1641 Seventh Book of Madrigals reissued (Venice: Bartolomeo Magni). Sacred contrafacts of two settings by M. included (one each) in Ambrosius Profe (ed.), Erster Theil geistlicher Concerten und Harmonien (Breslau: Christoph Jacob) and Profe (ed.), Ander Theil geistlicher Concerten und Harmonien (Leipzig: Henning Kölern).
7 Feb. 1641 Vittoria d’Amore, a ballo, performed in Piacenza (Farnese territory).
1 May 1641 Selva morale e spirituale (Venice: Bartolomeo Magni) dedicated to Empress Eleonora Gonzaga.
1642 One psalm setting and the Pianto della Madonna (from the Selva morale e spirituale, 1640–41) and three sacred contrafacts (one of a madrigal in the Selva morale e spirituale) included in Ambrosius Profe (ed.), Dritter Theil geistlicher Concerten und Harmonien (Leipzig: Henning Kölern).
17 Feb. 1642 Singer Leonida Donati takes M. to court for non-payment of a contract for her and her daughter Silvia (to sing in an opera?) signed on 19 July 1640.
Carnival 1642–1643 L’incoronazione di Poppea performed at the Teatro SS. Giovanni e Paolo.
1643 Fifth Book of Madrigals reissued (Antwerp: Heirs of Pierre Phalèse).
Spring–summer 1643 M. makes six-month trip to Lombardy and Mantua once more to guarantee his pension.
29 Nov. 1643 M. dies in Venice.
1644 Fourth Book of Madrigals reissued (Antwerp: Heirs of Pierre Phalèse). Giovanni Battista Marinoni publishes Fiori poetici raccolti nel funerale del molto illustre e molto reverendo Signor Claudio Monteverde (Venice: Francesco Miloco), comprising poetry and a eulogy commemorating M.
1645 One motet by M. included in Motetti a voce sola de diversi eccelentissimi autori (Venice: Bartolomeo [?Francesco] Magni).
1649 Six sacred contrafacts of madrigals by M. included in Ambrosius Profe (ed.), Corollarium geistlicher Collectaneorum (Leipzig: Timotheus Ritzsch).
11 Dec. 1649 Messa…et salmi (Venice: Alessandro Vincenti, 1650) dedicated by Alessandro Vincenti to Odoardo Baranardi.

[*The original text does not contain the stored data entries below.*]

use std::collections::BTreeMap;

use serde_json::Value;
use thiserror::Error;

/// Field name to validation messages, as returned by the backend.
pub type FieldErrors = BTreeMap<String, Vec<String>>;

/// Status reported by every authentication failure.
pub const AUTH_FAILURE_STATUS: u16 = 401;

/// Maximum length for error response bodies in error messages
const MAX_ERROR_BODY_LENGTH: usize = 500;

const DEFAULT_AUTH_MESSAGE: &str = "Authentication required";

#[derive(Error, Debug)]
pub enum ClientError {
    #[error("Authentication failed: {message}")]
    Authentication { message: String },

    #[error("{message}")]
    Request {
        message: String,
        status: Option<u16>,
        errors: Option<FieldErrors>,
    },

    #[error("Network error: {0}")]
    Network(#[source] Box<dyn std::error::Error + Send + Sync>),

    #[error("Invalid request: {0}")]
    InvalidRequest(String),

    #[error("Invalid response: {0}")]
    InvalidResponse(String),
}

impl From<reqwest::Error> for ClientError {
    fn from(err: reqwest::Error) -> Self {
        ClientError::Network(Box::new(err))
    }
}

impl ClientError {
    /// Build an authentication error from a rejected response body.
    pub fn authentication(body: &str) -> Self {
        let message = parse_body(body)
            .as_ref()
            .and_then(extract_message)
            .unwrap_or_else(|| DEFAULT_AUTH_MESSAGE.to_string());
        ClientError::Authentication { message }
    }

    /// Build the general error for any other non-success response.
    pub fn from_status(status: u16, body: &str) -> Self {
        let parsed = parse_body(body);
        let message = parsed
            .as_ref()
            .and_then(extract_message)
            .unwrap_or_else(|| fallback_message(status, body));
        let errors = parsed.as_ref().and_then(extract_field_errors);
        ClientError::Request {
            message,
            status: Some(status),
            errors,
        }
    }

    pub fn network<E>(err: E) -> Self
    where
        E: std::error::Error + Send + Sync + 'static,
    {
        ClientError::Network(Box::new(err))
    }

    pub fn status(&self) -> Option<u16> {
        match self {
            ClientError::Authentication { .. } => Some(AUTH_FAILURE_STATUS),
            ClientError::Request { status, .. } => *status,
            ClientError::Network(_)
            | ClientError::InvalidRequest(_)
            | ClientError::InvalidResponse(_) => None,
        }
    }

    pub fn errors(&self) -> Option<&FieldErrors> {
        match self {
            ClientError::Request { errors, .. } => errors.as_ref(),
            _ => None,
        }
    }

    /// Human-readable message without the variant prefix.
    pub fn message(&self) -> String {
        match self {
            ClientError::Authentication { message } | ClientError::Request { message, .. } => {
                message.clone()
            }
            other => other.to_string(),
        }
    }

    pub fn is_authentication(&self) -> bool {
        matches!(self, ClientError::Authentication { .. })
    }

    /// True when the server could not be reached at all.
    pub fn is_network(&self) -> bool {
        matches!(self, ClientError::Network(_))
    }
}

fn parse_body(body: &str) -> Option<Value> {
    if body.trim().is_empty() {
        return None;
    }
    serde_json::from_str(body).ok()
}

/// Best-effort message lookup, checked in order: `message`, first element of
/// an array `message`, `error`, `detail` as a string, then the first `msg`
/// of an array `detail`.
pub fn extract_message(body: &Value) -> Option<String> {
    let obj = body.as_object()?;

    match obj.get("message") {
        Some(Value::String(s)) if !s.is_empty() => return Some(s.clone()),
        Some(Value::Array(items)) => {
            if let Some(Value::String(first)) = items.first() {
                return Some(first.clone());
            }
        }
        _ => {}
    }

    if let Some(Value::String(s)) = obj.get("error") {
        if !s.is_empty() {
            return Some(s.clone());
        }
    }

    match obj.get("detail") {
        Some(Value::String(s)) if !s.is_empty() => Some(s.clone()),
        Some(Value::Array(items)) => items.iter().find_map(|item| match item {
            Value::Object(detail) => detail.get("msg").and_then(Value::as_str).map(str::to_string),
            Value::String(s) => Some(s.clone()),
            _ => None,
        }),
        _ => None,
    }
}

/// Pull the `errors` object into a field map. Single string values are
/// promoted to one-element lists.
pub fn extract_field_errors(body: &Value) -> Option<FieldErrors> {
    let errors = body.get("errors")?.as_object()?;

    let map: FieldErrors = errors
        .iter()
        .filter_map(|(field, value)| {
            let messages = match value {
                Value::String(s) => vec![s.clone()],
                Value::Array(items) => items
                    .iter()
                    .filter_map(|v| v.as_str().map(str::to_string))
                    .collect(),
                _ => return None,
            };
            Some((field.clone(), messages))
        })
        .collect();

    if map.is_empty() {
        None
    } else {
        Some(map)
    }
}

fn fallback_message(status: u16, body: &str) -> String {
    let trimmed = body.trim();
    if trimmed.is_empty() || trimmed.starts_with('{') || trimmed.starts_with('[') {
        format!("Request failed with status {}", status)
    } else {
        truncate_body(trimmed)
    }
}

/// Truncate a response body to avoid logging excessive data
fn truncate_body(body: &str) -> String {
    if body.len() <= MAX_ERROR_BODY_LENGTH {
        return body.to_string();
    }
    let mut end = MAX_ERROR_BODY_LENGTH;
    while !body.is_char_boundary(end) {
        end -= 1;
    }
    format!("{}... (truncated, {} total bytes)", &body[..end], body.len())
}

#[cfg(test)]
mod tests {
    use super::*;
    use serde_json::json;

    #[test]
    fn test_message_field_wins_over_error() {
        let body = json!({ "message": "Insufficient balance", "error": "Bad Request" });
        assert_eq!(extract_message(&body).as_deref(), Some("Insufficient balance"));
    }

    #[test]
    fn test_array_message_uses_first_element() {
        let body = json!({ "message": ["amount must be positive", "currency is required"] });
        assert_eq!(extract_message(&body).as_deref(), Some("amount must be positive"));
    }

    #[test]
    fn test_error_then_detail_fallbacks() {
        assert_eq!(
            extract_message(&json!({ "error": "Wallet locked" })).as_deref(),
            Some("Wallet locked")
        );
        assert_eq!(
            extract_message(&json!({ "detail": "Not found" })).as_deref(),
            Some("Not found")
        );
        assert_eq!(
            extract_message(&json!({ "detail": [{ "loc": ["body", "email"], "msg": "field required" }] }))
                .as_deref(),
            Some("field required")
        );
        assert_eq!(extract_message(&json!({ "unrelated": true })), None);
        assert_eq!(extract_message(&json!(["not", "an", "object"])), None);
    }

    #[test]
    fn test_from_status_collects_field_errors() {
        let err = ClientError::from_status(400, r#"{"errors": {"email": ["is invalid"], "name": "is blank"}}"#);
        assert_eq!(err.status(), Some(400));
        let errors = err.errors().expect("field errors");
        assert_eq!(errors["email"][0], "is invalid");
        assert_eq!(errors["name"], vec!["is blank".to_string()]);
        assert_eq!(err.message(), "Request failed with status 400");
    }

    #[test]
    fn test_from_status_plain_text_body() {
        let err = ClientError::from_status(502, "Bad Gateway");
        assert_eq!(err.message(), "Bad Gateway");
        assert!(err.errors().is_none());

        let long = "x".repeat(MAX_ERROR_BODY_LENGTH + 20);
        let err = ClientError::from_status(500, &long);
        assert!(err.message().contains("truncated"));
    }

    #[test]
    fn test_authentication_error_status_and_message() {
        let err = ClientError::authentication(r#"{"message": "Session expired"}"#);
        assert!(err.is_authentication());
        assert_eq!(err.status(), Some(AUTH_FAILURE_STATUS));
        assert_eq!(err.message(), "Session expired");

        let err = ClientError::authentication("");
        assert_eq!(err.message(), DEFAULT_AUTH_MESSAGE);
    }

    #[test]
    fn test_network_error_has_no_status() {
        let io = std::io::Error::new(std::io::ErrorKind::ConnectionRefused, "connection refused");
        let err = ClientError::network(io);
        assert!(err.is_network());
        assert_eq!(err.status(), None);
        assert!(err.to_string().contains("connection refused"));
    }
}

1651 L’incoronazione di Poppea performed by the Febiarmonici in Naples. One motet and one psalm setting by M. (the latter an ornamented version of a setting in the Messa … et salmi, 1650), included in Gasparo Casati, Raccolta di motetti (Venice: Francesco Magni). One motet by M. first published in 1625 included in Philipp Friedrich Böddecker, Sacra partitura (Strasbourg: Johann Heinrich Mittel).
27 June 1651 Ninth Book of Madrigals (Venice: Alessandro Vincenti) dedicated by Alessandro Vincenti to Gerolamo Orologio.
?1662–1667 Alessandro Vincenti publishes three Salve Regina settings a 3, the first of which is concordant with a setting in the Selva morale e spirituale, and all three of which may be by M.